吾妻・安達太良花紀行7 佐藤 守

アブラチャンParabenzoin praecox クスノキ科シロモジ属)

落葉潅木で山地のやや湿ったところの林縁に植生する。吾妻連峰ではクロモジ属のオオバクロモジが良く知られているが、シロモジ属のアブラチャンはあまり知られていない。本種は長野、静岡以西に植生するシロモジの仲間。雌雄異株で花芽は、クロモジと同様に頂芽の葉芽の両脇に提灯状に2個着生する。一つの花芽から3〜5個の花を咲かせる。花はクロモジよりも大きく、鮮明な黄色であり、クロモジと異なり葉芽が開く前に総状に咲くので遠くからでも良く目立つ。マンサクに次いで開花が早く、キブシ、バッコヤナギとともに、里山の本格的な春を告げる。開花期間は雌株より雄株の方が長い。これは、アブラチャンはハエ類を受粉の仲人とする虫媒花であるが、ハエ類はハナアブと比較して気まぐれで、特定の雄花を集中して訪れる確率が低いためにアブラチャンがとる繁殖戦略である。

響きが植物の名前らしくないが、漢字で書くと‘油瀝青’となる。「青」は中国語で「チャン」と発音することからアブラチャンとなったらしい。「瀝青」とは一般的には天然アスフャルト類を指す。その昔、灯りをとる油を樹皮や果実から搾油していたためにつけられたらしい。透きとおった黄色の小花をたわわにつけた姿を見ると、気のきいた可愛いい名前をつけてあげたいと思う。クロモジと同様、枝の切り口からは芳香が漂う。

ウスバサイシンAsiasarum sieboldii ウマノスズクサ科カンアオイ属

山間部のやや湿った樹林下に植生する夏緑性多年草。地下茎の先端から2枚の葉が偽対生状に伸びて、その葉の付け根の分岐部に1つづつ花をつける。先が3裂した暗紫色の壺状の花姿はがく(がく筒と呼ばれる)で花弁はない。がく筒には無数の縦溝と白い斑点が入る。がく筒中では6個の花柱(雌しべ)の周りを12個の雄しべが囲む幾何学的な配列を見せる。葉形は基部が深くえぐれ、尖った葉先の心臓形。カタクリやスミレサイシン、ミヤマエンレイソウ等が咲きそろった春の林床の落葉中に埋もれるように花を咲かせる。吾妻連峰に植生するウマノスズクサ科の植物は本種のみである。
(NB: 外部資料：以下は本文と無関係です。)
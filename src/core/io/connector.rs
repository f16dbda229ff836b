use super::port::{PortRef, PortSpec};
use crate::core::error::{EngineError, Result};
use crate::core::process::Process;
use serde_json::{Value, json};
use std::fmt;
use std::sync::Arc;

fn endpoint(process: &Process, port: &str) -> Value {
    json!({"node": process.instance_name(), "port": port})
}

fn type_names(spec: &PortSpec) -> String {
    spec.types()
        .iter()
        .map(|t| t.name())
        .collect::<Vec<_>>()
        .join(", ")
}

/// A directed edge from an output port to an input port.
#[derive(Clone)]
pub struct Connector {
    source: Arc<Process>,
    source_port: String,
    target: Arc<Process>,
    target_port: String,
}

impl Connector {
    /// Checks both endpoints and their type compatibility.
    ///
    /// Every type the source port may emit must be accepted by the target.
    pub fn new(
        source: &Arc<Process>,
        source_port: &str,
        target: &Arc<Process>,
        target_port: &str,
    ) -> Result<Self> {
        if Arc::ptr_eq(source, target) {
            return Err(EngineError::Configuration(format!(
                "cannot connect '{}' to itself",
                source.instance_name()
            )));
        }
        let out_port = source.out_port(source_port)?;
        let in_port = target.in_port(target_port)?;
        if !in_port.spec().accepts_all(out_port.spec()) {
            return Err(EngineError::TypeMismatch {
                port: format!("{}.{}", target.instance_name(), target_port),
                found: type_names(out_port.spec()),
                expected: type_names(in_port.spec()),
            });
        }
        Ok(Self {
            source: Arc::clone(source),
            source_port: source_port.to_string(),
            target: Arc::clone(target),
            target_port: target_port.to_string(),
        })
    }

    pub fn source(&self) -> &Arc<Process> {
        &self.source
    }

    pub fn source_port(&self) -> &str {
        &self.source_port
    }

    pub fn target(&self) -> &Arc<Process> {
        &self.target
    }

    pub fn target_port(&self) -> &str {
        &self.target_port
    }

    pub fn is_same(&self, other: &Connector) -> bool {
        Arc::ptr_eq(&self.source, &other.source)
            && Arc::ptr_eq(&self.target, &other.target)
            && self.source_port == other.source_port
            && self.target_port == other.target_port
    }

    /// Records the edge on both ports.
    pub(crate) fn link(&self) -> Result<()> {
        let out_port = self.source.out_port(&self.source_port)?;
        let in_port = self.target.in_port(&self.target_port)?;
        in_port.add_link(PortRef::new(&self.source, &self.source_port))?;
        out_port.add_link(PortRef::new(&self.target, &self.target_port))
    }

    pub fn to_json(&self) -> Value {
        json!({
            "from": endpoint(&self.source, &self.source_port),
            "to": endpoint(&self.target, &self.target_port),
        })
    }
}

impl fmt::Debug for Connector {
    fn fmt(&self, f: &mut fmt::Formatter<'_>) -> fmt::Result {
        write!(
            f,
            "{}.{} -> {}.{}",
            self.source.instance_name(),
            self.source_port,
            self.target.instance_name(),
            self.target_port
        )
    }
}

/// Exposes a child input port as an input port of the enclosing protocol.
#[derive(Clone)]
pub struct Interface {
    name: String,
    target: Arc<Process>,
    target_port: String,
}

impl Interface {
    pub fn new(name: &str, target: &Arc<Process>, target_port: &str) -> Result<Self> {
        target.in_port(target_port)?;
        Ok(Self {
            name: name.to_string(),
            target: Arc::clone(target),
            target_port: target_port.to_string(),
        })
    }

    pub fn name(&self) -> &str {
        &self.name
    }

    pub fn target(&self) -> &Arc<Process> {
        &self.target
    }

    pub fn target_port(&self) -> &str {
        &self.target_port
    }

    /// The spec the protocol-level port must carry.
    pub fn spec(&self) -> Result<PortSpec> {
        Ok(self.target.in_port(&self.target_port)?.spec().clone())
    }

    pub fn to_json(&self) -> Value {
        json!({"to": endpoint(&self.target, &self.target_port)})
    }
}

/// Exposes a child output port as an output port of the enclosing protocol.
#[derive(Clone)]
pub struct Outerface {
    name: String,
    source: Arc<Process>,
    source_port: String,
}

impl Outerface {
    pub fn new(name: &str, source: &Arc<Process>, source_port: &str) -> Result<Self> {
        source.out_port(source_port)?;
        Ok(Self {
            name: name.to_string(),
            source: Arc::clone(source),
            source_port: source_port.to_string(),
        })
    }

    pub fn name(&self) -> &str {
        &self.name
    }

    pub fn source(&self) -> &Arc<Process> {
        &self.source
    }

    pub fn source_port(&self) -> &str {
        &self.source_port
    }

    pub fn spec(&self) -> Result<PortSpec> {
        Ok(self.source.out_port(&self.source_port)?.spec().clone())
    }

    pub fn to_json(&self) -> Value {
        json!({"from": endpoint(&self.source, &self.source_port)})
    }
}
「春の女神」ヒメギフチョウ幼虫の食草として有名で、食草に起因してヒメギフチョウから分化したとされるギフチョウとの生息堺はルードルフィアラインと呼ばれている。なおヒメギフチョウの県内での分布域は会津と県北地方のみであるが、大半の産地で絶滅している。これは里山自然林の伐採等によるウスバサイシン・カタクリ群落の消滅と無関係ではない。